Explain the differences between SASE and SSE
Secure Access Service Edge is a familiar concept to most security professionals. However, the new security service edge may not be.
Invented in 2019 by Gartner, SASE represents the convergence of network service brokerage, identity service brokerage, and security-as-a-service within a single unified fabric. SASE helps make security more effective by reducing the steps required to leverage traditional approaches that enterprises rely on to protect both edge environments and standalone users. It does this by creating a single brokerage structure that wraps all the disparate network services an organization uses and puts them under a single point of control.
End of 2021, Gartner introduces a new concept: security service edge (SSE). SSE focuses more on security capabilities and less on connectivity and network infrastructure.
One of the core elements of SASE is software-defined networking (SDN), with an emphasis on brokered connectivity for branch offices and remote sites through a cloud fabric. While SSE still includes some elements of network access and brokered connectivity, SSE is more end-user friendly than SASE.

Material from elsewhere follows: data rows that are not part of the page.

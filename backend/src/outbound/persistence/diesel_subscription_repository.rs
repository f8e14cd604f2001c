//! PostgreSQL-backed [`SubscriptionRepository`] implementation using Diesel.

use std::collections::HashMap;

use async_trait::async_trait;
use diesel::dsl::count_star;
use diesel::prelude::*;
use diesel_async::RunQueryDsl;
use pagination::{PageOf, PageRequest};

use crate::domain::ports::{
    AuthorProfile, RepositoryError, SubscribeError, SubscriptionRepository,
};
use crate::domain::user::UserId;

use super::error_mapping::{is_unique_violation, map_diesel_error, map_pool_error};
use super::models::{NewSubscriptionRow, UserRow};
use super::pool::DbPool;
use super::schema::{recipes, subscriptions, users};

/// Diesel-backed implementation of the [`SubscriptionRepository`] port.
#[derive(Clone)]
pub struct DieselSubscriptionRepository {
    pool: DbPool,
}

impl DieselSubscriptionRepository {
    /// Create a new repository with the given connection pool.
    pub fn new(pool: DbPool) -> Self {
        Self { pool }
    }
}

/// Recipe counts per author for the given author ids.
async fn recipe_counts(
    conn: &mut diesel_async::AsyncPgConnection,
    author_ids: &[i32],
) -> Result<HashMap<i32, i64>, RepositoryError> {
    let counts: Vec<(i32, i64)> = recipes::table
        .filter(recipes::author_id.eq_any(author_ids))
        .group_by(recipes::author_id)
        .select((recipes::author_id, count_star()))
        .load(conn)
        .await
        .map_err(map_diesel_error)?;
    Ok(counts.into_iter().collect())
}

fn row_to_profile(row: UserRow, recipes_count: i64) -> Result<AuthorProfile, RepositoryError> {
    let user = row
        .into_user()
        .map_err(|error| RepositoryError::query(error.message().to_owned()))?;
    Ok(AuthorProfile {
        user,
        recipes_count,
    })
}

#[async_trait]
impl SubscriptionRepository for DieselSubscriptionRepository {
    async fn subscribe(&self, follower: UserId, author: UserId) -> Result<(), SubscribeError> {
        let mut conn = self.pool.get().await.map_err(map_pool_error)?;

        let row = NewSubscriptionRow {
            follower_id: follower.0,
            author_id: author.0,
        };
        diesel::insert_into(subscriptions::table)
            .values(&row)
            .execute(&mut conn)
            .await
            .map_err(|error| {
                if is_unique_violation(&error, None) {
                    SubscribeError::AlreadySubscribed
                } else {
                    SubscribeError::Repository(map_diesel_error(error))
                }
            })?;
        Ok(())
    }

    async fn unsubscribe(
        &self,
        follower: UserId,
        author: UserId,
    ) -> Result<bool, RepositoryError> {
        let mut conn = self.pool.get().await.map_err(map_pool_error)?;

        let deleted = diesel::delete(
            subscriptions::table
                .filter(subscriptions::follower_id.eq(follower.0))
                .filter(subscriptions::author_id.eq(author.0)),
        )
        .execute(&mut conn)
        .await
        .map_err(map_diesel_error)?;
        Ok(deleted > 0)
    }

    async fn is_subscribed(
        &self,
        follower: UserId,
        author: UserId,
    ) -> Result<bool, RepositoryError> {
        let mut conn = self.pool.get().await.map_err(map_pool_error)?;

        let found: i64 = subscriptions::table
            .filter(subscriptions::follower_id.eq(follower.0))
            .filter(subscriptions::author_id.eq(author.0))
            .count()
            .get_result(&mut conn)
            .await
            .map_err(map_diesel_error)?;
        Ok(found > 0)
    }

    async fn list_authors(
        &self,
        follower: UserId,
        page: PageRequest,
    ) -> Result<PageOf<AuthorProfile>, RepositoryError> {
        let mut conn = self.pool.get().await.map_err(map_pool_error)?;

        let count: i64 = subscriptions::table
            .filter(subscriptions::follower_id.eq(follower.0))
            .count()
            .get_result(&mut conn)
            .await
            .map_err(map_diesel_error)?;

        let rows: Vec<UserRow> = subscriptions::table
            .inner_join(users::table.on(users::id.eq(subscriptions::author_id)))
            .filter(subscriptions::follower_id.eq(follower.0))
            .order_by(users::username)
            .offset(page.offset())
            .limit(i64::from(page.limit()))
            .select(UserRow::as_select())
            .load(&mut conn)
            .await
            .map_err(map_diesel_error)?;

        let author_ids: Vec<i32> = rows.iter().map(|row| row.id).collect();
        let counts = recipe_counts(&mut conn, &author_ids).await?;

        let items = rows
            .into_iter()
            .map(|row| {
                let recipes_count = counts.get(&row.id).copied().unwrap_or(0);
                row_to_profile(row, recipes_count)
            })
            .collect::<Result<Vec<_>, _>>()?;
        Ok(PageOf::new(count.unsigned_abs(), items))
    }

    async fn author_profile(
        &self,
        author: UserId,
    ) -> Result<Option<AuthorProfile>, RepositoryError> {
        let mut conn = self.pool.get().await.map_err(map_pool_error)?;

        let row: Option<UserRow> = users::table
            .find(author.0)
            .select(UserRow::as_select())
            .first(&mut conn)
            .await
            .optional()
            .map_err(map_diesel_error)?;
        let Some(row) = row else {
            return Ok(None);
        };

        let recipes_count: i64 = recipes::table
            .filter(recipes::author_id.eq(author.0))
            .count()
            .get_result(&mut conn)
            .await
            .map_err(map_diesel_error)?;
        Ok(Some(row_to_profile(row, recipes_count)?))
    }
}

To this end, let’s explore the fundamental aspects of the SSE.
Zero Trust Network Access
Zero-Trust Network Access focuses primarily on how end users access cloud and online services and data. This involves policies applied to assess who is accessing resources, from what system, and whether behavioral aspects of access are suspicious or malicious.
Key elements of Zero-Trust Network Access include the following:
- strong authentication and authorization of endpoints and user accounts;
- adaptive access policies that assess group membership and privileges, access behaviors, and known malicious or suspicious indicators; and
- Browser isolation and sandboxing to prevent infection from malware and other browser-based threats.
Secure Web Gateway
Secure Web Gateway (SWG) functionality includes content filtering and URL-based access controls, as well as some DNS monitoring and browser security controls. Most SWG platforms also include content monitoring and data loss prevention tools. The main options also offer remote browser isolation tools and features that harden web browsers with a sandbox designed to protect users when visiting designated sites.
Cloud Access Security Broker
A Cloud Access Security Broker (CASB) deeply probes cloud services – primarily SaaS, but also applications and services in PaaS and IaaS environments – to examine API calls and behaviors to determine if a unusual activity is detected.
Many cloud applications today are complex web services with vast ranges of API calls. CASB services enable much deeper analysis of specific interactions within the context of a single cloud application.
Network/Firewall Traffic Control as a Service
Another feature touted by some vendors is network traffic control, sometimes called firewall as a service (FWaaS). FWaaS replaces traditional next-generation firewall controls with a cloud-based model.
SSE can be a valuable feature here for controlling things like remote access protocols – for example, SSH and Remote Desktop Protocol – and any other non-web traffic that might be malicious.
SASE for full coverage
In many ways, when discussing SASE versus SSE, think of SSE as a subset of SASE – encompassing most of the same security control capabilities other than network bandwidth control and WAN optimization.
SASE is a more suitable brokerage option for companies that need full cloud-based connectivity and security policy enforcement that covers both end users and entire sites moving away from a single location. hub-and-spoke network connectivity model. For remote users, SSE offers all the same security options without overlaying software-defined WAN and SDN network traffic management options that would be largely redundant.
Most organizations today need what SSE provides: a suite of controls that can protect a remote workforce from malicious activity through the deployment of a zero-trust model governing the control and monitoring of access, security of browsers and cloud services and data protection. Many vendors offer both SASE and SSE, with SSE available through a licensing model that allows an organization to upgrade to SASE if needed.